I do think there is a difference in "minimum," and "living" wage. If nothing else it is in the implication. A "living" wage tends to put forward the idea that it would at least get someone a place, utilities, and maybe a car payment, as well as put a food on the table. I hate the way the terms have been mixed up in this post, they are different.

I do support it, and I don't think short-term unemployment through a period of increasing debt in any way shows that it was specifically the raise in the pay of the most lowly paid that caused it. Personally, I think it'd stimulate not just the economy, but due to people making more money, they'd pay more in taxes too. This would include both "income" taxes, the one called income, and the other cleverly disguised as "FICA," perhaps the most regressive tax there is, even more so than sales-tax.

Now I've worked at many of these jobs, and I can tell you I managed in a burger joint where we paid minimum wage, and we never had enough workers as it was. What I'm saying is, the idea that employers have a bunch of extra people working, that ummm, aren't working, is ludicrous. If you paid $2 an hour, you still wouldn't have a bunch of extra folks. Businesses these days more than ever look at payroll not as a bunch of humans earning a living, but as an expense, and they keep it as low as possible.
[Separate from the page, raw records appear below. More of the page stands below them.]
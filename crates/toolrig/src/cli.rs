use crate::tracing::{LogLevel, TracingFormat};
use clap::{Args, Parser, Subcommand};
use toolrig_core::args::split_parallel;
use toolrig_core::{ExecutionArgs, OutputStrategy};

#[derive(Parser, Debug)]
#[command(name = "toolrig")]
#[command(about = "Generate tool configs and run developer tools across a monorepo")]
#[command(long_about = None)]
#[command(version)]
pub struct Cli {
    #[command(subcommand)]
    pub command: Commands,

    #[arg(
        short = 'l',
        long,
        global = true,
        help = "Set logging level",
        default_value = "warn",
        value_enum
    )]
    pub level: LogLevel,

    #[arg(
        long,
        global = true,
        help = "Log format",
        default_value = "compact",
        value_enum
    )]
    pub format: TracingFormat,

    #[arg(long, global = true, help = "Output logs in JSON format")]
    pub json: bool,

    #[arg(
        long,
        global = true,
        help = "Project root (defaults to the current directory)"
    )]
    pub root: Option<std::path::PathBuf>,
}

impl Cli {
    /// Log format after applying `--json`.
    pub const fn log_format(&self) -> TracingFormat {
        if self.json {
            TracingFormat::Json
        } else {
            self.format
        }
    }
}

#[derive(Subcommand, Debug)]
pub enum Commands {
    #[command(about = "Configure a driver, run its tool and clean up")]
    Run(RunArgs),
    #[command(about = "Generate config files for drivers without running them")]
    Configure {
        #[arg(required = true, help = "Drivers to configure")]
        drivers: Vec<String>,
    },
}

#[derive(Args, Debug)]
pub struct RunArgs {
    #[arg(
        long,
        num_args = 0..=1,
        require_equals = true,
        default_missing_value = "*",
        help = "Run in workspace packages matching a pattern (all when no pattern is given)"
    )]
    pub workspaces: Option<String>,

    #[arg(long, value_parser = clap::value_parser!(u16).range(1..), help = "Units run at once")]
    pub concurrency: Option<u16>,

    #[arg(long, overrides_with = "no_graph", help = "Order workspaces by dependencies")]
    pub graph: bool,

    #[arg(long = "no-graph", help = "Run workspaces without dependency ordering")]
    pub no_graph: bool,

    #[arg(
        long,
        allow_hyphen_values = true,
        help = "Extra arguments for an additional run per target (repeatable)"
    )]
    pub parallel: Vec<String>,

    #[arg(long, help = "Output strategy (buffer, stream, inherit)")]
    pub output: Option<OutputStrategy>,

    /// Driver name followed by the argv forwarded to its tool. Everything
    /// after the driver name is taken verbatim.
    #[arg(
        required = true,
        num_args = 1..,
        trailing_var_arg = true,
        allow_hyphen_values = true,
        value_name = "DRIVER [ARGS]",
        help = "Driver to run, then arguments forwarded to the tool"
    )]
    pub command: Vec<String>,
}

impl RunArgs {
    pub fn driver(&self) -> &str {
        self.command.first().map_or("", String::as_str)
    }

    pub fn forwarded(&self) -> &[String] {
        self.command.get(1..).unwrap_or_default()
    }

    /// Execution args from the forwarded argv, with flags given before the
    /// driver name taking precedence.
    pub fn execution_args(&self) -> toolrig_core::Result<ExecutionArgs> {
        let mut args = ExecutionArgs::from_argv(self.forwarded())?;

        if self.workspaces.is_some() {
            args.workspaces.clone_from(&self.workspaces);
        }
        if let Some(concurrency) = self.concurrency {
            args.concurrency = Some(usize::from(concurrency));
        }
        if self.no_graph {
            args.graph = Some(false);
        } else if self.graph {
            args.graph = Some(true);
        }
        for value in &self.parallel {
            args.parallel.push(split_parallel(value)?);
        }
        if self.output.is_some() {
            args.output = self.output;
        }
        Ok(args)
    }
}

pub fn parse() -> Cli {
    Cli::parse()
}
//! Reading config sources and serializing config artifacts by extension.

use crate::{Error, Result};
use serde_json::Value;
use std::path::{Path, PathBuf};

/// Extensions of sources that can be loaded and merged, in lookup order.
pub const SOURCE_EXTENSIONS: &[&str] = &["json", "toml", "yaml", "yml"];

/// Extensions of sources that can be copied or referenced, in lookup order.
pub const FILE_SOURCE_EXTENSIONS: &[&str] = &["js", "cjs", "mjs", "json", "toml", "yaml", "yml"];

/// On-disk representation of a config file.
#[derive(Debug, Clone, Copy, PartialEq, Eq)]
pub enum ConfigFormat {
    /// Pretty-printed JSON.
    Json,
    /// `module.exports = ...;`
    CommonJs,
    /// `export default ...;`
    EsModule,
    /// YAML document.
    Yaml,
    /// TOML document.
    Toml,
}

impl ConfigFormat {
    /// Format implied by `path`'s extension.
    ///
    /// # Errors
    ///
    /// Returns [`Error::UnsupportedFormat`] for a missing or unknown extension.
    pub fn from_path(path: &Path) -> Result<Self> {
        let extension = path
            .extension()
            .and_then(|e| e.to_str())
            .map(str::to_ascii_lowercase);

        match extension.as_deref() {
            Some("json") => Ok(Self::Json),
            Some("js" | "cjs") => Ok(Self::CommonJs),
            Some("mjs") => Ok(Self::EsModule),
            Some("yaml" | "yml") => Ok(Self::Yaml),
            Some("toml") => Ok(Self::Toml),
            Some(other) => Err(unsupported(path, format!("unknown extension `.{other}`"))),
            None => Err(unsupported(path, "no file extension")),
        }
    }

    /// Whether the format is an executable module that can re-export another file.
    #[must_use]
    pub fn is_module(self) -> bool {
        matches!(self, Self::CommonJs | Self::EsModule)
    }
}

/// Load a config source into a JSON value.
///
/// # Errors
///
/// Returns an error if the file cannot be read or parsed, or if its format
/// cannot be parsed without a JavaScript runtime.
pub fn load_config(path: &Path) -> Result<Value> {
    let format = ConfigFormat::from_path(path)?;
    let content = std::fs::read_to_string(path)
        .map_err(|e| Error::io(e, path.to_path_buf(), "read config"))?;
    parse_config(format, path, &content)
}

/// [`load_config`] for async callers; the file is read on the runtime.
///
/// # Errors
///
/// Same as [`load_config`].
pub async fn read_config(path: &Path) -> Result<Value> {
    let format = ConfigFormat::from_path(path)?;
    let content = tokio::fs::read_to_string(path)
        .await
        .map_err(|e| Error::io(e, path.to_path_buf(), "read config"))?;
    parse_config(format, path, &content)
}

fn parse_config(format: ConfigFormat, path: &Path, content: &str) -> Result<Value> {
    match format {
        ConfigFormat::Json => serde_json::from_str(content).map_err(|source| Error::Json {
            source,
            path: path.to_path_buf(),
        }),
        ConfigFormat::Yaml => serde_yaml::from_str(content).map_err(|source| Error::Yaml {
            source,
            path: path.to_path_buf(),
        }),
        ConfigFormat::Toml => toml::from_str(content).map_err(|source| Error::Toml {
            source,
            path: path.to_path_buf(),
        }),
        ConfigFormat::CommonJs | ConfigFormat::EsModule => Err(unsupported(
            path,
            "module configs can be copied or referenced but not loaded",
        )),
    }
}

/// Serialize `config` for the file at `target`.
///
/// ```
/// use serde_json::json;
/// use std::path::Path;
/// use toolrig_core::config::format::format_config;
///
/// let out = format_config(&json!({"semi": true}), Path::new("prettier.config.js")).unwrap();
/// assert!(out.starts_with("module.exports = {"));
/// ```
///
/// # Errors
///
/// Returns an error for an unsupported extension or a value the target
/// format cannot represent.
pub fn format_config(config: &Value, target: &Path) -> Result<String> {
    let json = || {
        serde_json::to_string_pretty(config).map_err(|source| Error::Json {
            source,
            path: target.to_path_buf(),
        })
    };

    match ConfigFormat::from_path(target)? {
        ConfigFormat::Json => Ok(format!("{}\n", json()?)),
        ConfigFormat::CommonJs => Ok(format!("module.exports = {};\n", json()?)),
        ConfigFormat::EsModule => Ok(format!("export default {};\n", json()?)),
        ConfigFormat::Yaml => serde_yaml::to_string(config).map_err(|source| Error::Yaml {
            source,
            path: target.to_path_buf(),
        }),
        ConfigFormat::Toml => toml::to_string_pretty(config).map_err(|source| Error::TomlWrite {
            source,
            path: target.to_path_buf(),
        }),
    }
}

/// First existing `<dir>/<name>.<ext>`, trying `extensions` in order.
#[must_use]
pub fn find_source(dir: &Path, name: &str, extensions: &[&str]) -> Option<PathBuf> {
    source_candidates(dir, name, extensions)
        .into_iter()
        .find(|candidate| candidate.is_file())
}

/// Every path [`find_source`] checks.
#[must_use]
pub fn source_candidates(dir: &Path, name: &str, extensions: &[&str]) -> Vec<PathBuf> {
    extensions
        .iter()
        .map(|ext| dir.join(format!("{name}.{ext}")))
        .collect()
}

fn unsupported(path: &Path, reason: impl Into<String>) -> Error {
    Error::UnsupportedFormat {
        path: path.to_path_buf(),
        reason: reason.into(),
    }
}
The real upside is, by raising it substantially, indexing it to inflation, and perhaps creating some make-work jobs in the style of FDR, to fill the unemployment gap, you pump so much money into the "buy side" (we haven't heard much about this side lately, it's really suffering) that you gain this tremendous number of extra people who are immediately able to purchase more food, clothes, cars, stereos, televisions, PDA's, Computers, and myriad other items. Hell, if they are lucky, they may just be able to pay rent, so their families don't go homeless. Sometimes you choose to do something just because it's the right thing to do, and this is one of them.

As far as Kerry goes, he'd gain far more than he'd lose were he to take on this position. We need a floor, as it was put by someone. It will not only help those at the levels below $10, or whatever, it will cause increases in jobs at lower levels. If a few things go up, so be it. A lot more folks will have a piece of the rock, will be able to get things done, and for every person that suffers a bit, there will be two more who have a chance to pull themselves out of the hole enough to breath a bit of good old American air. And that, my friendly DUIers is a good thing.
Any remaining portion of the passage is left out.